Figure 1. Expression of the Pro_siz1::GUS–GFP gene.

(A) Expression of Pro_siz1::GUS–GFP in the whole inflorescence. A GUS signal was detected in most of the flowers, except the latest ones, while the strongest GUS signal was found in sepals. The inflorescence in (A) was stained with 1 mM 5-bromo-4-chloro-3-indolyl-b-glucuronic acid (X-Gluc) for 12 h. (B) GUS signal in a flower after pollination. The style of the pistil was stained strongly by X-Gluc, and the upper part of the carpel and the stem of the stamen were also stained by X-Gluc.
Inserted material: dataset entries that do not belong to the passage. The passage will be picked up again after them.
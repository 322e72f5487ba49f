use std::fs;
use std::io;
use std::path::PathBuf;

use parking_lot::Mutex;
use serde::{Deserialize, Serialize};

/// Where the session document lives unless overridden.
pub const DEFAULT_STORE_PATH: &str = ".console-session.json";

/// The credentials returned by a successful login.
#[derive(Debug, Clone, PartialEq, Eq, Serialize, Deserialize)]
pub struct AuthData {
    pub token: String,
    #[serde(rename = "clientId")]
    pub client_id: String,
    pub email: String,
}

/// File-backed store for the one persisted value: the current session.
///
/// Loaded once at startup, rewritten on login, deleted on logout.
/// Nothing else is ever persisted.
pub struct AuthStore {
    path: PathBuf,
    current: Mutex<Option<AuthData>>,
}

impl AuthStore {
    /// Open the store, restoring a previous session if the file exists
    /// and parses. A corrupt or missing file just means "not logged in".
    pub fn open(path: impl Into<PathBuf>) -> Self {
        let path = path.into();
        let current = fs::read_to_string(&path)
            .ok()
            .and_then(|raw| serde_json::from_str(&raw).ok());
        Self {
            path,
            current: Mutex::new(current),
        }
    }

    pub fn current(&self) -> Option<AuthData> {
        self.current.lock().clone()
    }

    pub fn token(&self) -> Option<String> {
        self.current.lock().as_ref().map(|a| a.token.clone())
    }

    /// Persist a fresh session and make it current.
    pub fn save(&self, auth: AuthData) -> io::Result<()> {
        let raw = serde_json::to_string_pretty(&auth)?;
        fs::write(&self.path, raw)?;
        *self.current.lock() = Some(auth);
        Ok(())
    }

    /// Forget the session and remove the file. Missing file is fine.
    pub fn clear(&self) -> io::Result<()> {
        *self.current.lock() = None;
        match fs::remove_file(&self.path) {
            Err(e) if e.kind() != io::ErrorKind::NotFound => Err(e),
            _ => Ok(()),
        }
    }
}

#[cfg(test)]
mod tests {
    use super::*;

    fn auth() -> AuthData {
        AuthData {
            token: "tok_abc123".into(),
            client_id: "client_42".into(),
            email: "user@example.com".into(),
        }
    }

    #[test]
    fn save_then_reopen_restores_session() {
        let dir = tempfile::tempdir().unwrap();
        let path = dir.path().join("session.json");

        let store = AuthStore::open(&path);
        assert_eq!(store.current(), None);
        store.save(auth()).unwrap();

        let reopened = AuthStore::open(&path);
        assert_eq!(reopened.current(), Some(auth()));
        assert_eq!(reopened.token().as_deref(), Some("tok_abc123"));
    }

    #[test]
    fn clear_removes_file_and_session() {
        let dir = tempfile::tempdir().unwrap();
        let path = dir.path().join("session.json");

        let store = AuthStore::open(&path);
        store.save(auth()).unwrap();
        store.clear().unwrap();

        assert_eq!(store.current(), None);
        assert!(!path.exists());
        // clearing twice is not an error
        store.clear().unwrap();
    }

    #[test]
    fn corrupt_file_means_logged_out() {
        let dir = tempfile::tempdir().unwrap();
        let path = dir.path().join("session.json");
        fs::write(&path, "{not json").unwrap();

        let store = AuthStore::open(&path);
        assert_eq!(store.current(), None);
    }

    #[test]
    fn wire_uses_client_id_camel_case() {
        let json = serde_json::to_value(auth()).unwrap();
        assert_eq!(json["clientId"], "client_42");
        assert!(json.get("client_id").is_none());
    }
}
No GUS signal was seen in the anthers. (C) GUS signal in reproductive organs at the end of pollination. The style was strongly stained by X-Gluc, while no GUS signal was seen in the stigmatic cells or pollen. (D) No GUS signal was detected in the whole flower in the wild-type plants after staining with 1 mM X-Gluc for 12 h. (E) Expression of Pro_siz1::GUS–GFP could be detected in all cells within the ovule before fertilization after staining with 1 mM X-Gluc for 8 h. (F) GFP fluorescence of Pro_siz1::GUS–GFP can be seen in all cells of the ovules. (G) Wild-type ovule control. No fluorescence was detected in the wild-type ovule under LSCM. Pg, pollen grain; Sc, stigmatic cell; St, style.